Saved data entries
○ ○ ○ ○

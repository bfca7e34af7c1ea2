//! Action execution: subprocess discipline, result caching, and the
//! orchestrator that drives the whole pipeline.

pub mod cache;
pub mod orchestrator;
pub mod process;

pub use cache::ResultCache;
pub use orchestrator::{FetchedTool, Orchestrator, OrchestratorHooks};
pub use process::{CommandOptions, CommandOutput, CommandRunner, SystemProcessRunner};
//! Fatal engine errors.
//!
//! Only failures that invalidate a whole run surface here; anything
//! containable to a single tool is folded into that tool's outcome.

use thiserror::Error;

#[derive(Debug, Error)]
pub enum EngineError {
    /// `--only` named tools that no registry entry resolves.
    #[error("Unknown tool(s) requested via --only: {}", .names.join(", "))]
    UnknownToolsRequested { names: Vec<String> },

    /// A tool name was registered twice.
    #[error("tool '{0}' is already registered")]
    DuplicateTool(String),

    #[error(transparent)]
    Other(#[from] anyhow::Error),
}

○ ○ ○ ○

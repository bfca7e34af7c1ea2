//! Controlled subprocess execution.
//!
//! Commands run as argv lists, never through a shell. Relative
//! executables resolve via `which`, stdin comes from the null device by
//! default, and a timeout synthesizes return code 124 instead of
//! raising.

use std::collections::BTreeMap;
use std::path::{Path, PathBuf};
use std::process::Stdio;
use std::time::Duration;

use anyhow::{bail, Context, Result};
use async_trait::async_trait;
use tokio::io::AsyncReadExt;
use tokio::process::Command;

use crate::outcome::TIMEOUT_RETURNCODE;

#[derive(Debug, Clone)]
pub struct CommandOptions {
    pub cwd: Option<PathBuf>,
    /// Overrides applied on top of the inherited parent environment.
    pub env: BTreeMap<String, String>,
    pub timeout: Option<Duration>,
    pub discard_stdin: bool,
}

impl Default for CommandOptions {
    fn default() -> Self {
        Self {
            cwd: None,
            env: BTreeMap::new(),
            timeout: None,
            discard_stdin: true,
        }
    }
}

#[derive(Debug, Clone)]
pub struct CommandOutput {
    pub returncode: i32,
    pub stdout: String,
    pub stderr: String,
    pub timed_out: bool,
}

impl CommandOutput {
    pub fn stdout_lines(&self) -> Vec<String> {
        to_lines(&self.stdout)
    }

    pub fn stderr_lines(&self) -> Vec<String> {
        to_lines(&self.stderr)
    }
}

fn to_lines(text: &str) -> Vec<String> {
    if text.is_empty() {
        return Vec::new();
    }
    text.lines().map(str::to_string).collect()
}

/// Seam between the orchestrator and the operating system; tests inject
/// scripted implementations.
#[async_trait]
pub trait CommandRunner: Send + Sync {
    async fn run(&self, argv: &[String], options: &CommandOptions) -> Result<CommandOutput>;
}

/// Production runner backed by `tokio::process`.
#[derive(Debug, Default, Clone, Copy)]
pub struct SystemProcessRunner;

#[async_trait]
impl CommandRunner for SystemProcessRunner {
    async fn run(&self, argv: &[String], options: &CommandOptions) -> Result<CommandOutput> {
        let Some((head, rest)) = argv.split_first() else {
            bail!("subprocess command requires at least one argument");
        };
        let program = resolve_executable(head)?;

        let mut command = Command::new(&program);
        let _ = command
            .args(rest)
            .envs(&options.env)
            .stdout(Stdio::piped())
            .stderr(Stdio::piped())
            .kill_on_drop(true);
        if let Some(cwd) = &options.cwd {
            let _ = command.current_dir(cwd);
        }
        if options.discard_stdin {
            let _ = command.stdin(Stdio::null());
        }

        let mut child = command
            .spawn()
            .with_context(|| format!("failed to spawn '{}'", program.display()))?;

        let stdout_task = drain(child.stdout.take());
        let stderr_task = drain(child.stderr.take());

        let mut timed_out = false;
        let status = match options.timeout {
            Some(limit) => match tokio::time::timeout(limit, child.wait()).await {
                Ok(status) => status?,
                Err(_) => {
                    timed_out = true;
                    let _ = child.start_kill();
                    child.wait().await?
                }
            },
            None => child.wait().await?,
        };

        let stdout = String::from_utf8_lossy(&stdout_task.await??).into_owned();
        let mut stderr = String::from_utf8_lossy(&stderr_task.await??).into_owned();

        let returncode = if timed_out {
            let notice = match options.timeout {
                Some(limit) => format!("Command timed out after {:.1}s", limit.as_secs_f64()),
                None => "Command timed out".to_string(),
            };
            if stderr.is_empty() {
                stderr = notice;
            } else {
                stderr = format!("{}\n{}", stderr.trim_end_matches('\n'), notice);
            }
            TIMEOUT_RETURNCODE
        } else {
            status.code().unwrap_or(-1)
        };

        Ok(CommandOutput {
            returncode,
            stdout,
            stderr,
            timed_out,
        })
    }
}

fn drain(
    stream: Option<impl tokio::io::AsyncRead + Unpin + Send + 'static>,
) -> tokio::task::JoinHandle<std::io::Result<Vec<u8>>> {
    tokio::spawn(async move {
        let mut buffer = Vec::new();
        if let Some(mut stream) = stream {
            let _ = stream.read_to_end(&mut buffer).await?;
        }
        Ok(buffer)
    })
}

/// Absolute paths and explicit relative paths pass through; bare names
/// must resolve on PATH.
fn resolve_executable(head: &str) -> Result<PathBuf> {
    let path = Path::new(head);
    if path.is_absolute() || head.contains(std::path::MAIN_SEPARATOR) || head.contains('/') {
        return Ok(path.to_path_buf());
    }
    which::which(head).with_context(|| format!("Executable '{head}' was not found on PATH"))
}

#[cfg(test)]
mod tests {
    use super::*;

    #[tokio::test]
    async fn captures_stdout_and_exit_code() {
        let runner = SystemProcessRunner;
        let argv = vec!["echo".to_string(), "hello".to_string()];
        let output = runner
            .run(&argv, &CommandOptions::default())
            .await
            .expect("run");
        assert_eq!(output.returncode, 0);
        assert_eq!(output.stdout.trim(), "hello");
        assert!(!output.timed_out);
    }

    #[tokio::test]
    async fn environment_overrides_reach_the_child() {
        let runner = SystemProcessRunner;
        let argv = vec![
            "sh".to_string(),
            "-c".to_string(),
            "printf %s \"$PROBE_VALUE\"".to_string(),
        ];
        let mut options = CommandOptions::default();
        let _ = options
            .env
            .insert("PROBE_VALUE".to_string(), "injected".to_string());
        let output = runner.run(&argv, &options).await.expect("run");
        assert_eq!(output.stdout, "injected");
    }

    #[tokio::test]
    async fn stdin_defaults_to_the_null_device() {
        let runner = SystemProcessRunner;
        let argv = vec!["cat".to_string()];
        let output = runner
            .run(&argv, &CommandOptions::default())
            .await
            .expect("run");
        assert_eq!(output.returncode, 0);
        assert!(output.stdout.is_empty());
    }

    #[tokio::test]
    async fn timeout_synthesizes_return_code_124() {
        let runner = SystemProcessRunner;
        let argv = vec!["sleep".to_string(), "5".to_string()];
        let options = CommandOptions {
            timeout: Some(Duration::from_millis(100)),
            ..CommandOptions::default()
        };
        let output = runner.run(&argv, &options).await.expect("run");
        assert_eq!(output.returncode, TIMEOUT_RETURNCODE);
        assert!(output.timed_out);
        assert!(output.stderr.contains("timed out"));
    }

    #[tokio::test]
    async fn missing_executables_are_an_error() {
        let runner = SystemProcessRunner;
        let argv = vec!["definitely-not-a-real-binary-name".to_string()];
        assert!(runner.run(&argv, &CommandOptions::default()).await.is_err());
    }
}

○ ○ ○ ○

WORK REQUIRED ▸ The answer should consist of all lines from the records above that hold the word "hello".

TASK OUTPUT ▸
        let argv = vec!["echo".to_string(), "hello".to_string()];
        assert_eq!(output.stdout.trim(), "hello");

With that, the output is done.